What to work on - Below are the records. Transcribe them exactly.

━━ Records shown

// Copyright 2026 Google LLC
//
// Licensed under the Apache License, Version 2.0 (the "License");
// you may not use this file except in compliance with the License.
// You may obtain a copy of the License at
//
//     https://www.apache.org/licenses/LICENSE-2.0
//
// Unless required by applicable law or agreed to in writing, software
// distributed under the License is distributed on an "AS IS" BASIS,
// WITHOUT WARRANTIES OR CONDITIONS OF ANY KIND, either express or implied.
// See the License for the specific language governing permissions and
// limitations under the License.
//
// Code generated by sidekick. DO NOT EDIT.

//! Traits to mock the clients in this library.
//!
//! Application developers may need to mock the clients in this library to test
//! how their application works with different (and sometimes hard to trigger)
//! error conditions. Mocking is largely a matter of taste, and this crate does
//! not take a position on which mocking library to use. The traits in this
//! module provide a default implementation for every RPC, which panics with
//! a helpful message. Mocks only need to implement the methods used in each
//! test.

#![allow(rustdoc::broken_intra_doc_links)]

pub(crate) mod dynamic;

/// Defines the trait used to implement [super::client::FirestoreAdmin].
///
/// Application developers may need to implement this trait to mock
/// `client::FirestoreAdmin`. In other use-cases, application developers only
/// use `client::FirestoreAdmin` and need not be concerned with this trait or
/// its implementations.
///
/// Services gain new RPCs routinely. Consequently, this trait gains new methods
/// too. To avoid breaking applications the trait provides a default
/// implementation of each method. Most of these implementations just return an
/// error.
pub trait FirestoreAdmin: std::fmt::Debug + Send + Sync {
    /// Implements [super::client::FirestoreAdmin::create_index].
    fn create_index(
        &self,
        _req: crate::model::CreateIndexRequest,
        _options: gax::options::RequestOptions,
    ) -> impl std::future::Future<Output = crate::Result<gax::response::Response<longrunning::model::Operation>>> + Send {
        gaxi::unimplemented::unimplemented_stub()
    }

    /// Implements [super::client::FirestoreAdmin::list_indexes].
    fn list_indexes(
        &self,
        _req: crate::model::ListIndexesRequest,
        _options: gax::options::RequestOptions,
    ) -> impl std::future::Future<Output = crate::Result<gax::response::Response<crate::model::ListIndexesResponse>>> + Send {
        gaxi::unimplemented::unimplemented_stub()
    }

    /// Implements [super::client::FirestoreAdmin::get_index].
    fn get_index(
        &self,
        _req: crate::model::GetIndexRequest,
        _options: gax::options::RequestOptions,
    ) -> impl std::future::Future<Output = crate::Result<gax::response::Response<crate::model::Index>>> + Send {
        gaxi::unimplemented::unimplemented_stub()
    }

    /// Implements [super::client::FirestoreAdmin::delete_index].
    fn delete_index(
        &self,
        _req: crate::model::DeleteIndexRequest,
        _options: gax::options::RequestOptions,
    ) -> impl std::future::Future<Output = crate::Result<gax::response::Response<wkt::Empty>>> + Send {
        gaxi::unimplemented::unimplemented_stub()
    }

    /// Implements [super::client::FirestoreAdmin::get_field].
    fn get_field(
        &self,
        _req: crate::model::GetFieldRequest,
        _options: gax::options::RequestOptions,
    ) -> impl std::future::Future<Output = crate::Result<gax::response::Response<crate::model::Field>>> + Send {
        gaxi::unimplemented::unimplemented_stub()
    }

    /// Implements [super::client::FirestoreAdmin::update_field].
    fn update_field(
        &self,
        _req: crate::model::UpdateFieldRequest,
        _options: gax::options::RequestOptions,
    ) -> impl std::future::Future<Output = crate::Result<gax::response::Response<longrunning::model::Operation>>> + Send {
        gaxi::unimplemented::unimplemented_stub()
    }

    /// Implements [super::client::FirestoreAdmin::list_fields].
    fn list_fields(
        &self,
        _req: crate::model::ListFieldsRequest,
        _options: gax::options::RequestOptions,
    ) -> impl std::future::Future<Output = crate::Result<gax::response::Response<crate::model::ListFieldsResponse>>> + Send {
        gaxi::unimplemented::unimplemented_stub()
    }

    /// Implements [super::client::FirestoreAdmin::export_documents].
    fn export_documents(
        &self,
        _req: crate::model::ExportDocumentsRequest,
        _options: gax::options::RequestOptions,
    ) -> impl std::future::Future<Output = crate::Result<gax::response::Response<longrunning::model::Operation>>> + Send {
        gaxi::unimplemented::unimplemented_stub()
    }

    /// Implements [super::client::FirestoreAdmin::import_documents].
    fn import_documents(
        &self,
        _req: crate::model::ImportDocumentsRequest,
        _options: gax::options::RequestOptions,
    ) -> impl std::future::Future<Output = crate::Result<gax::response::Response<longrunning::model::Operation>>> + Send {
        gaxi::unimplemented::unimplemented_stub()
    }

    /// Implements [super::client::FirestoreAdmin::get_operation].
    fn get_operation(
        &self,
        _req: longrunning::model::GetOperationRequest,
        _options: gax::options::RequestOptions,
    ) -> impl std::future::Future<Output = crate::Result<gax::response::Response<longrunning::model::Operation>>> + Send {
        gaxi::unimplemented::unimplemented_stub()
    }

    /// Implements [super::client::FirestoreAdmin::cancel_operation].
    fn cancel_operation(
        &self,
        _req: longrunning::model::CancelOperationRequest,
        _options: gax::options::RequestOptions,
    ) -> impl std::future::Future<Output = crate::Result<gax::response::Response<wkt::Empty>>> + Send {
        gaxi::unimplemented::unimplemented_stub()
    }

    /// Implements [super::client::FirestoreAdmin::delete_operation].
    fn delete_operation(
        &self,
        _req: longrunning::model::DeleteOperationRequest,
        _options: gax::options::RequestOptions,
    ) -> impl std::future::Future<Output = crate::Result<gax::response::Response<wkt::Empty>>> + Send {
        gaxi::unimplemented::unimplemented_stub()
    }

    /// Returns the polling error policy.
    ///
    /// When mocking, this method is typically irrelevant. Do not try to verify
    /// it is called by your mocks.
    fn get_polling_error_policy(
        &self,
        _options: &gax::options::RequestOptions,
    ) -> std::sync::Arc<dyn gax::polling_error_policy::PollingErrorPolicy> {
        std::sync::Arc::new(gax::polling_error_policy::Aip194Strict)
    }

    /// Returns the polling backoff policy.
    ///
    /// When mocking, this method is typically irrelevant. Do not try to verify
    /// it is called by your mocks.
    fn get_polling_backoff_policy(
        &self,
        _options: &gax::options::RequestOptions,
    ) -> std::sync::Arc<dyn gax::polling_backoff_policy::PollingBackoffPolicy> {
        std::sync::Arc::new(gax::exponential_backoff::ExponentialBackoff::default())
    }
}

━━━━

Response to the task -
// Copyright 2026 Google LLC
//
// Licensed under the Apache License, Version 2.0 (the "License");
// you may not use this file except in compliance with the License.
// You may obtain a copy of the License at
//
//     https://www.apache.org/licenses/LICENSE-2.0
//
// Unless required by applicable law or agreed to in writing, software
// distributed under the License is distributed on an "AS IS" BASIS,
// WITHOUT WARRANTIES OR CONDITIONS OF ANY KIND, either express or implied.
// See the License for the specific language governing permissions and
// limitations under the License.
//
// Code generated by sidekick. DO NOT EDIT.

//! Traits to mock the clients in this library.
//!
//! Application developers may need to mock the clients in this library to test
//! how their application works with different (and sometimes hard to trigger)
//! error conditions. Mocking is largely a matter of taste, and this crate does
//! not take a position on which mocking library to use. The traits in this
//! module provide a default implementation for every RPC, which panics with
//! a helpful message. Mocks only need to implement the methods used in each
//! test.

#![allow(rustdoc::broken_intra_doc_links)]

pub(crate) mod dynamic;

/// Defines the trait used to implement [super::client::FirestoreAdmin].
///
/// Application developers may need to implement this trait to mock
/// `client::FirestoreAdmin`. In other use-cases, application developers only
/// use `client::FirestoreAdmin` and need not be concerned with this trait or
/// its implementations.
///
/// Services gain new RPCs routinely. Consequently, this trait gains new methods
/// too. To avoid breaking applications the trait provides a default
/// implementation of each method. Most of these implementations just return an
/// error.
pub trait FirestoreAdmin: std::fmt::Debug + Send + Sync {
    /// Implements [super::client::FirestoreAdmin::create_index].
    fn create_index(
        &self,
        _req: crate::model::CreateIndexRequest,
        _options: gax::options::RequestOptions,
    ) -> impl std::future::Future<Output = crate::Result<gax::response::Response<longrunning::model::Operation>>> + Send {
        gaxi::unimplemented::unimplemented_stub()
    }

    /// Implements [super::client::FirestoreAdmin::list_indexes].
    fn list_indexes(
        &self,
        _req: crate::model::ListIndexesRequest,
        _options: gax::options::RequestOptions,
    ) -> impl std::future::Future<Output = crate::Result<gax::response::Response<crate::model::ListIndexesResponse>>> + Send {
        gaxi::unimplemented::unimplemented_stub()
    }

    /// Implements [super::client::FirestoreAdmin::get_index].
    fn get_index(
        &self,
        _req: crate::model::GetIndexRequest,
        _options: gax::options::RequestOptions,
    ) -> impl std::future::Future<Output = crate::Result<gax::response::Response<crate::model::Index>>> + Send {
        gaxi::unimplemented::unimplemented_stub()
    }

    /// Implements [super::client::FirestoreAdmin::delete_index].
    fn delete_index(
        &self,
        _req: crate::model::DeleteIndexRequest,
        _options: gax::options::RequestOptions,
    ) -> impl std::future::Future<Output = crate::Result<gax::response::Response<wkt::Empty>>> + Send {
        gaxi::unimplemented::unimplemented_stub()
    }

    /// Implements [super::client::FirestoreAdmin::get_field].
    fn get_field(
        &self,
        _req: crate::model::GetFieldRequest,
        _options: gax::options::RequestOptions,
    ) -> impl std::future::Future<Output = crate::Result<gax::response::Response<crate::model::Field>>> + Send {
        gaxi::unimplemented::unimplemented_stub()
    }

    /// Implements [super::client::FirestoreAdmin::update_field].
    fn update_field(
        &self,
        _req: crate::model::UpdateFieldRequest,
        _options: gax::options::RequestOptions,
    ) -> impl std::future::Future<Output = crate::Result<gax::response::Response<longrunning::model::Operation>>> + Send {
        gaxi::unimplemented::unimplemented_stub()
    }

    /// Implements [super::client::FirestoreAdmin::list_fields].
    fn list_fields(
        &self,
        _req: crate::model::ListFieldsRequest,
        _options: gax::options::RequestOptions,
    ) -> impl std::future::Future<Output = crate::Result<gax::response::Response<crate::model::ListFieldsResponse>>> + Send {
        gaxi::unimplemented::unimplemented_stub()
    }

    /// Implements [super::client::FirestoreAdmin::export_documents].
    fn export_documents(
        &self,
        _req: crate::model::ExportDocumentsRequest,
        _options: gax::options::RequestOptions,
    ) -> impl std::future::Future<Output = crate::Result<gax::response::Response<longrunning::model::Operation>>> + Send {
        gaxi::unimplemented::unimplemented_stub()
    }

    /// Implements [super::client::FirestoreAdmin::import_documents].
    fn import_documents(
        &self,
        _req: crate::model::ImportDocumentsRequest,
        _options: gax::options::RequestOptions,
    ) -> impl std::future::Future<Output = crate::Result<gax::response::Response<longrunning::model::Operation>>> + Send {
        gaxi::unimplemented::unimplemented_stub()
    }

    /// Implements [super::client::FirestoreAdmin::get_operation].
    fn get_operation(
        &self,
        _req: longrunning::model::GetOperationRequest,
        _options: gax::options::RequestOptions,
    ) -> impl std::future::Future<Output = crate::Result<gax::response::Response<longrunning::model::Operation>>> + Send {
        gaxi::unimplemented::unimplemented_stub()
    }

    /// Implements [super::client::FirestoreAdmin::cancel_operation].
    fn cancel_operation(
        &self,
        _req: longrunning::model::CancelOperationRequest,
        _options: gax::options::RequestOptions,
    ) -> impl std::future::Future<Output = crate::Result<gax::response::Response<wkt::Empty>>> + Send {
        gaxi::unimplemented::unimplemented_stub()
    }

    /// Implements [super::client::FirestoreAdmin::delete_operation].
    fn delete_operation(
        &self,
        _req: longrunning::model::DeleteOperationRequest,
        _options: gax::options::RequestOptions,
    ) -> impl std::future::Future<Output = crate::Result<gax::response::Response<wkt::Empty>>> + Send {
        gaxi::unimplemented::unimplemented_stub()
    }

    /// Returns the polling error policy.
    ///
    /// When mocking, this method is typically irrelevant. Do not try to verify
    /// it is called by your mocks.
    fn get_polling_error_policy(
        &self,
        _options: &gax::options::RequestOptions,
    ) -> std::sync::Arc<dyn gax::polling_error_policy::PollingErrorPolicy> {
        std::sync::Arc::new(gax::polling_error_policy::Aip194Strict)
    }

    /// Returns the polling backoff policy.
    ///
    /// When mocking, this method is typically irrelevant. Do not try to verify
    /// it is called by your mocks.
    fn get_polling_backoff_policy(
        &self,
        _options: &gax::options::RequestOptions,
    ) -> std::sync::Arc<dyn gax::polling_backoff_policy::PollingBackoffPolicy> {
        std::sync::Arc::new(gax::exponential_backoff::ExponentialBackoff::default())
    }
}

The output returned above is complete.